Christ has led God out into the open. He’s brought Him out where men could see Him, for He is the revelation of God to man. He is a Prophet.

But He went to the Cross. Actually He went to the Cross as a Prophet. That was God’s message to man, God’s love story to man. “God so loved… that He gave His only begotten Son,” and that’s the message that He came to bring to this earth, the message of redemption and release, if you please.

He went back to heaven a Priest. If Jesus Christ were on this earth now He would not be a priest. The writer of the Epistle to the Hebrews was very careful to make this clear. He says He would not be a priest because the priests in that day belonged to the tribe of Levi. And according to the Mosaic system, that’s the way it should be. But our Lord Jesus Christ is a “priest forever according to the order of Melchizedek” (Hebrews 5:6), yonder in the heavens. When He rose from the dead and went back to heaven, He became our Great High Priest. And that is His ministry today. He’s the Great High Priest, ministering to His own here upon this earth.

He is as busy today, friend, as He ever was when He walked over those Judean hills and along the Sea of Galilee, down the streets of Jerusalem and by the side of the Jordan River.

He’s the Great High Priest who has entered the Holy of Holies for those who are His own, and we come to God through Him. He is the only way to God. He is making intercession for us, and He is able to save to the uttermost those who come to God through Him, since He always lives to make intercession for them. (Hebrews 7:25)

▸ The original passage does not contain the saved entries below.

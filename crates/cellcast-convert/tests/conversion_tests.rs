//! End-to-end conversion behavior across locales and target types.

use cellcast_api::{ConversionErrorKind, LocaleTag, TargetMetadata};
use cellcast_convert::NumberConverter;
use pretty_assertions::assert_eq;
use rust_decimal::Decimal;

/// Test double for a destination column that may carry a language directive.
struct ColumnSpec {
    language: Option<LocaleTag>,
}

impl ColumnSpec {
    fn with_language(tag: &str) -> Self {
        ColumnSpec {
            language: Some(LocaleTag::new(tag)),
        }
    }

    fn plain() -> Self {
        ColumnSpec { language: None }
    }
}

impl TargetMetadata for ColumnSpec {
    fn language_directive(&self) -> Option<&LocaleTag> {
        self.language.as_ref()
    }
}

#[test]
fn test_zero_spellings_convert_to_zero() {
    let converter = NumberConverter::<f32>::new();
    for spelling in ["0", "0.", "0.0", "0.00", "0.000"] {
        assert_eq!(converter.convert(spelling, None).unwrap(), 0.0f32);
    }
}

#[test]
fn test_max_value_round_trips() {
    let f32_converter = NumberConverter::<f32>::new();
    let formatted = f32::MAX.to_string();
    assert_eq!(f32_converter.convert(&formatted, None).unwrap(), f32::MAX);

    let f64_converter = NumberConverter::<f64>::new();
    let formatted = f64::MAX.to_string();
    assert_eq!(f64_converter.convert(&formatted, None).unwrap(), f64::MAX);
}

#[test]
fn test_lowest_value_round_trips() {
    let converter = NumberConverter::<f32>::new();
    let formatted = f32::MIN.to_string();
    assert_eq!(converter.convert(&formatted, None).unwrap(), f32::MIN);
}

#[test]
fn test_min_positive_and_subnormal_round_trip() {
    let converter = NumberConverter::<f32>::new();
    let formatted = f32::MIN_POSITIVE.to_string();
    assert_eq!(
        converter.convert(&formatted, None).unwrap(),
        f32::MIN_POSITIVE
    );

    // Smallest positive subnormal.
    let subnormal = f32::from_bits(1);
    let formatted = subnormal.to_string();
    assert_eq!(converter.convert(&formatted, None).unwrap(), subnormal);
}

#[test]
fn test_high_precision_fraction_matches_literal() {
    let converter = NumberConverter::<f64>::new();
    let value = converter.convert("-10000000.0000001", None).unwrap();
    assert_eq!(value, -10000000.0000001f64);
}

#[test]
fn test_surrounding_whitespace_is_ignored() {
    let converter = NumberConverter::<f64>::new();
    for raw in [" 1.0", "1.0 ", "\t1.0", "1.0\t", "\n1.0", "1.0\n", "\r\n 1.0 \t"] {
        assert_eq!(converter.convert(raw, None).unwrap(), 1.0);
    }
}

#[test]
fn test_interior_whitespace_is_not_ignored() {
    let converter = NumberConverter::<f64>::new();
    assert!(converter.convert("1 0", None).is_err());
    assert!(converter.convert("1 000.5", None).is_err());
}

#[test]
fn test_word_input_fails_as_malformed() {
    let converter = NumberConverter::<f32>::new();
    let err = converter.convert("hello world", None).unwrap_err();
    assert_eq!(err.kind(), ConversionErrorKind::MalformedInput);
    assert!(err.is_malformed_input());
    assert_eq!(err.raw(), "hello world");
    assert!(err.to_string().contains("hello world"));
}

#[test]
fn test_empty_and_blank_input_fail() {
    let converter = NumberConverter::<f32>::new();
    for raw in ["", " ", "\t", "\n", "   "] {
        let err = converter.convert(raw, None).unwrap_err();
        assert_eq!(err.kind(), ConversionErrorKind::MalformedInput);
    }
}

#[test]
fn test_absent_and_directiveless_metadata_use_default() {
    let converter = NumberConverter::<f32>::new();
    let no_directive = ColumnSpec::plain();

    assert_eq!(converter.convert("42.0", None).unwrap(), 42.0);
    assert_eq!(converter.convert("42.0", Some(&no_directive)).unwrap(), 42.0);

    // Under the default English conventions a German spelling is bad data.
    assert!(converter.convert("42,0", None).is_err());
}

#[test]
fn test_german_directive_switches_separators() {
    let converter = NumberConverter::<f32>::new();
    let german = ColumnSpec::with_language("de");

    assert_eq!(converter.convert("42,0", Some(&german)).unwrap(), 42.0);
    assert_eq!(
        converter.convert("1.234,56", Some(&german)).unwrap(),
        1234.56
    );

    // And the English spelling is no longer valid.
    assert!(converter.convert("42.0", Some(&german)).is_err());
}

#[test]
fn test_unknown_directive_fails_without_fallback() {
    let converter = NumberConverter::<f32>::new();
    let klingon = ColumnSpec::with_language("tlh");

    let err = converter.convert("42.0", Some(&klingon)).unwrap_err();
    assert_eq!(err.kind(), ConversionErrorKind::UnsupportedLocale);
    assert!(err.is_unsupported_locale());
    // "42.0" is perfectly valid English; the failure must not mask that the
    // locale configuration is the problem.
    assert_eq!(err.raw(), "42.0");
}

#[test]
fn test_region_subtag_inherits_language_rules() {
    let converter = NumberConverter::<f64>::new();
    let austrian = ColumnSpec::with_language("de-AT");
    assert_eq!(converter.convert("42,5", Some(&austrian)).unwrap(), 42.5);
}

#[test]
fn test_swiss_german_keeps_dot_decimal() {
    let converter = NumberConverter::<f64>::new();
    let swiss = ColumnSpec::with_language("de-CH");

    assert_eq!(
        converter.convert("1'234.5", Some(&swiss)).unwrap(),
        1234.5
    );
    assert_eq!(
        converter.convert("1\u{2019}234.5", Some(&swiss)).unwrap(),
        1234.5
    );
    assert!(converter.convert("1.234,5", Some(&swiss)).is_err());
}

#[test]
fn test_space_grouped_locale() {
    let converter = NumberConverter::<f64>::new();
    let swedish = ColumnSpec::with_language("sv");
    assert_eq!(
        converter.convert("1\u{00A0}234,5", Some(&swedish)).unwrap(),
        1234.5
    );
    assert_eq!(converter.convert("1 234,5", Some(&swedish)).unwrap(), 1234.5);
}

#[test]
fn test_negative_zero_preserves_sign() {
    let converter = NumberConverter::<f32>::new();
    for raw in ["-0", "-0.0", "-0.00"] {
        let value = converter.convert(raw, None).unwrap();
        assert_eq!(value, 0.0);
        assert!(value.is_sign_negative(), "{raw} lost its sign");
    }
}

#[test]
fn test_scientific_notation_inputs() {
    let converter = NumberConverter::<f64>::new();
    assert_eq!(converter.convert("1.5e3", None).unwrap(), 1500.0);
    assert_eq!(converter.convert("1.5E3", None).unwrap(), 1500.0);
    assert_eq!(converter.convert("2e-3", None).unwrap(), 0.002);
    assert_eq!(converter.convert("+1e2", None).unwrap(), 100.0);

    let german = ColumnSpec::with_language("de");
    assert_eq!(converter.convert("1,5e3", Some(&german)).unwrap(), 1500.0);
}

#[test]
fn test_nonfinite_spellings_are_rejected() {
    let converter = NumberConverter::<f64>::new();
    for raw in ["inf", "-inf", "infinity", "Infinity", "NaN", "nan"] {
        let err = converter.convert(raw, None).unwrap_err();
        assert_eq!(err.kind(), ConversionErrorKind::MalformedInput, "{raw}");
    }
}

#[test]
fn test_integer_family_end_to_end() {
    assert_eq!(
        NumberConverter::<i32>::new().convert("1,234", None).unwrap(),
        1234
    );
    assert_eq!(
        NumberConverter::<u64>::new()
            .convert(&u64::MAX.to_string(), None)
            .unwrap(),
        u64::MAX
    );
    assert_eq!(
        NumberConverter::<i128>::new()
            .convert(&i128::MIN.to_string(), None)
            .unwrap(),
        i128::MIN
    );
    assert_eq!(
        NumberConverter::<u128>::new()
            .convert(&u128::MAX.to_string(), None)
            .unwrap(),
        u128::MAX
    );
    assert!(NumberConverter::<u8>::new().convert("-1", None).is_err());
    assert!(NumberConverter::<i64>::new().convert("9.5", None).is_err());
}

#[test]
fn test_decimal_target_end_to_end() {
    let converter = NumberConverter::<Decimal>::new();
    let german = ColumnSpec::with_language("de");
    assert_eq!(
        converter.convert("1.234.567,89", Some(&german)).unwrap(),
        Decimal::from_str_exact("1234567.89").unwrap()
    );
}

#[test]
fn test_error_exposes_raw_type_and_kind() {
    let err = NumberConverter::<u16>::new()
        .convert(" 42,0 ", None)
        .unwrap_err();
    assert_eq!(err.raw(), " 42,0 ");
    assert_eq!(err.target_type(), "u16");
    assert_eq!(err.kind(), ConversionErrorKind::MalformedInput);
}

#[test]
fn test_display_round_trip_spot_checks() {
    let f64_converter = NumberConverter::<f64>::new();
    for value in [0.1f64, 12345.678, -98765.4321, 1e-10, 2.5e300] {
        let formatted = value.to_string();
        assert_eq!(f64_converter.convert(&formatted, None).unwrap(), value);
    }

    let i64_converter = NumberConverter::<i64>::new();
    for value in [i64::MIN, -1, 0, 1, i64::MAX] {
        let formatted = value.to_string();
        assert_eq!(i64_converter.convert(&formatted, None).unwrap(), value);
    }
}

macro_rules! assert_min_max_round_trip {
    ($($target:ty),+ $(,)?) => {$({
        let converter = NumberConverter::<$target>::new();
        for boundary in [<$target>::MIN, <$target>::MAX] {
            let formatted = boundary.to_string();
            assert_eq!(
                converter.convert(&formatted, None).unwrap(),
                boundary,
                "{} does not round-trip {formatted}",
                stringify!($target)
            );
        }
    })+};
}

#[test]
fn test_every_target_round_trips_its_boundaries() {
    assert_min_max_round_trip!(i8, i16, i32, i64, i128);
    assert_min_max_round_trip!(u8, u16, u32, u64, u128);
    assert_min_max_round_trip!(f32, f64, Decimal);
}

#[test]
fn test_scientific_renderings_round_trip() {
    let f32_converter = NumberConverter::<f32>::new();
    for value in [f32::MAX, f32::MIN, f32::MIN_POSITIVE, f32::from_bits(1)] {
        let formatted = format!("{value:e}");
        let parsed = f32_converter.convert(&formatted, None).unwrap();
        assert_eq!(parsed, value, "{formatted}");
    }

    let f64_converter = NumberConverter::<f64>::new();
    for value in [f64::MAX, f64::MIN, f64::MIN_POSITIVE, f64::from_bits(1)] {
        let formatted = format!("{value:e}");
        let parsed = f64_converter.convert(&formatted, None).unwrap();
        assert_eq!(parsed, value, "{formatted}");
    }
}

#[test]
fn test_one_converter_serves_many_locales() {
    let converter = NumberConverter::<f64>::new();
    let german = ColumnSpec::with_language("de");
    let french = ColumnSpec::with_language("fr");

    assert_eq!(converter.convert("1,234.5", None).unwrap(), 1234.5);
    assert_eq!(converter.convert("1.234,5", Some(&german)).unwrap(), 1234.5);
    assert_eq!(
        converter.convert("1\u{202F}234,5", Some(&french)).unwrap(),
        1234.5
    );
    // Back to the default: no directive state leaks between calls.
    assert_eq!(converter.convert("1,234.5", None).unwrap(), 1234.5);
}

#[test]
fn test_shared_converter_across_threads() {
    let converter = NumberConverter::<f64>::new();
    std::thread::scope(|scope| {
        for _ in 0..4 {
            scope.spawn(|| {
                let german = ColumnSpec::with_language("de");
                for _ in 0..100 {
                    assert_eq!(converter.convert("1,234.5", None).unwrap(), 1234.5);
                    assert_eq!(
                        converter.convert("1.234,5", Some(&german)).unwrap(),
                        1234.5
                    );
                }
            });
        }
    });
}
//! Locale resolution against destination metadata.

use crate::locale::NumberLocale;
use crate::registry;
use cellcast_api::{LocaleTag, TargetMetadata};
use thiserror::Error;

/// Returned by [`LocaleResolver::resolve`] when a language directive names a
/// locale the registry does not cover.
#[derive(Debug, Clone, PartialEq, Eq, Error)]
#[error("unknown locale tag \"{tag}\"")]
pub struct UnknownLocaleError {
    tag: LocaleTag,
}

impl UnknownLocaleError {
    /// The directive that failed to resolve, case preserved.
    pub fn tag(&self) -> &LocaleTag {
        &self.tag
    }
}

/// Chooses the locale a single conversion parses under.
///
/// Precedence: an explicit language directive on the destination wins; a
/// missing metadata carrier, or a carrier without a directive, falls back to
/// the resolver's default locale. A directive naming an unregistered locale
/// is an error, never a silent fallback, so misconfigured destinations stay
/// distinguishable from bad cell data.
///
/// The default locale is explicit construction-time state rather than an
/// ambient global, so tests and embedders can pin it.
#[derive(Debug, Clone, Copy, PartialEq, Eq)]
pub struct LocaleResolver {
    default_locale: NumberLocale,
}

impl LocaleResolver {
    /// A resolver that falls back to `default_locale`.
    pub fn new(default_locale: NumberLocale) -> Self {
        LocaleResolver { default_locale }
    }

    /// The locale used when no directive is present.
    pub fn default_locale(&self) -> NumberLocale {
        self.default_locale
    }

    /// Resolves the locale for a destination described by `metadata`.
    ///
    /// Pure lookup; no side effects.
    pub fn resolve(
        &self,
        metadata: Option<&dyn TargetMetadata>,
    ) -> Result<NumberLocale, UnknownLocaleError> {
        match metadata.and_then(|m| m.language_directive()) {
            None => Ok(self.default_locale),
            Some(directive) => registry::lookup(directive).ok_or_else(|| UnknownLocaleError {
                tag: directive.clone(),
            }),
        }
    }
}

impl Default for LocaleResolver {
    /// English conventions, the registry's process default.
    fn default() -> Self {
        LocaleResolver::new(registry::ENGLISH)
    }
}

Not only is the Lord Jesus Christ a Priest today; He is coming someday as the King. That is the message which will go forth again. Elijah will give the message the next time, and the message is the same as the message of John the Baptist: “Repent, for the kingdom of heaven is at hand.” The Kingdom will be at hand because the King will be coming. And the next time He will come in power and great glory to execute judgment on all unrighteousness and to put down all iniquity and to establish His Kingdom.

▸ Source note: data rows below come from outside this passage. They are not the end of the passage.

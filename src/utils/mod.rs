//! Runtime gate over the optional `parallel` feature.
//!
//! Tree construction may fan leaf hashing out to rayon workers; results
//! are always collected in index order, so the toggle never changes a
//! root. Tests flip it through [`set_parallelism`] to compare the two
//! paths.

#[cfg(feature = "parallel")]
use std::sync::atomic::{AtomicBool, Ordering};

#[cfg(feature = "parallel")]
static PARALLEL_ENABLED: AtomicBool = AtomicBool::new(true);

/// Work-unit size handed to each rayon task. Hashing a single node is
/// cheap, so tiny chunks would be dominated by scheduling overhead.
const MIN_CHUNK: usize = 128;

/// Chunk size used when splitting `total_items` across workers.
pub fn preferred_chunk_size(total_items: usize) -> usize {
    MIN_CHUNK.min(total_items.max(1))
}

/// Whether tree construction currently uses the rayon path.
#[cfg(feature = "parallel")]
pub fn parallelism_enabled() -> bool {
    PARALLEL_ENABLED.load(Ordering::SeqCst)
}

/// Always false without the `parallel` feature.
#[cfg(not(feature = "parallel"))]
pub fn parallelism_enabled() -> bool {
    false
}

/// Overrides the parallelism toggle until the returned guard drops.
#[cfg(feature = "parallel")]
pub fn set_parallelism(enabled: bool) -> ParallelismGuard {
    let previous = PARALLEL_ENABLED.swap(enabled, Ordering::SeqCst);
    ParallelismGuard { previous }
}

/// No-op without the `parallel` feature.
#[cfg(not(feature = "parallel"))]
pub fn set_parallelism(_enabled: bool) -> ParallelismGuard {
    ParallelismGuard {}
}

/// Restores the previous toggle state on drop.
pub struct ParallelismGuard {
    #[cfg(feature = "parallel")]
    previous: bool,
}

#[cfg(feature = "parallel")]
impl Drop for ParallelismGuard {
    fn drop(&mut self) {
        PARALLEL_ENABLED.store(self.previous, Ordering::SeqCst);
    }
}

#[cfg(not(feature = "parallel"))]
impl Drop for ParallelismGuard {
    fn drop(&mut self) {}
}
use core::fmt;

use serde::{Deserialize, Serialize};

use crate::sm3::Digest;

/// Position of a proof sibling relative to the node being folded.
#[derive(Clone, Copy, Debug, PartialEq, Eq, Serialize, Deserialize)]
pub enum Side {
    Left,
    Right,
}

/// One step of an authentication path, leaf-to-root order.
#[derive(Clone, Copy, Debug, PartialEq, Eq, Serialize, Deserialize)]
pub struct PathElement {
    /// Which side of the concatenation the sibling occupies.
    pub side: Side,
    /// Sibling subtree digest.
    pub sibling: Digest,
}

/// Errors emitted by the tree and proof layer.
///
/// A proof that is well-shaped but fails cryptographically is *not* an
/// error; verification reports it as `Ok(false)`.
#[derive(Debug, Clone, Copy, PartialEq, Eq)]
pub enum MerkleError {
    /// Leaf index at or beyond the leaf count.
    InvalidIndex { index: usize, leaf_count: usize },
    /// Proof element count or neighbor structure inconsistent with the
    /// stated leaf count.
    MalformedProof { reason: &'static str },
    /// Proof requested on a tree with zero leaves.
    EmptyTree,
    /// Non-inclusion requested for a key the tree contains.
    KeyPresent { index: usize },
}

impl fmt::Display for MerkleError {
    fn fmt(&self, f: &mut fmt::Formatter<'_>) -> fmt::Result {
        match self {
            MerkleError::InvalidIndex { index, leaf_count } => {
                write!(
                    f,
                    "leaf index {} out of range for {} leaves",
                    index, leaf_count
                )
            }
            MerkleError::MalformedProof { reason } => {
                write!(f, "malformed proof: {}", reason)
            }
            MerkleError::EmptyTree => write!(f, "tree has no leaves"),
            MerkleError::KeyPresent { index } => {
                write!(f, "key is present at leaf index {}", index)
            }
        }
    }
}

impl std::error::Error for MerkleError {}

He is a Prophet. He is a Priest. He is coming as the King of kings and Lord of lords.

So, you see, He’s the great theme and subject of the Word of God, whether it be prophetic or any other way, and He is a Prophet Himself. My, how important that is! That is something that needs to be examined, and He needs to be exalted today. He is King of kings; He is Lord of lords; He is the Great High Priest today entered into the heavens. But He is God’s Prophet. He came to speak for God. He came to reveal God. And yonder on the cross you have Him revealing redemption for mankind.

You see, we are looking at the most glorious Person in the world. When you look at prophecy you look at Him. You have to look at Him, for He is the subject of prophecy, He’s the spirit of prophecy. The Man of the ages, the Man of eternity, the Man of all times, the Man not just of this year, but the Man of the past and the present and the future, and that’s the Man Christ Jesus, the Son of Man who someday will come in the glory clouds of heaven. He is the Prophet, God’s Prophet, and He is the subject of prophecy, if you please.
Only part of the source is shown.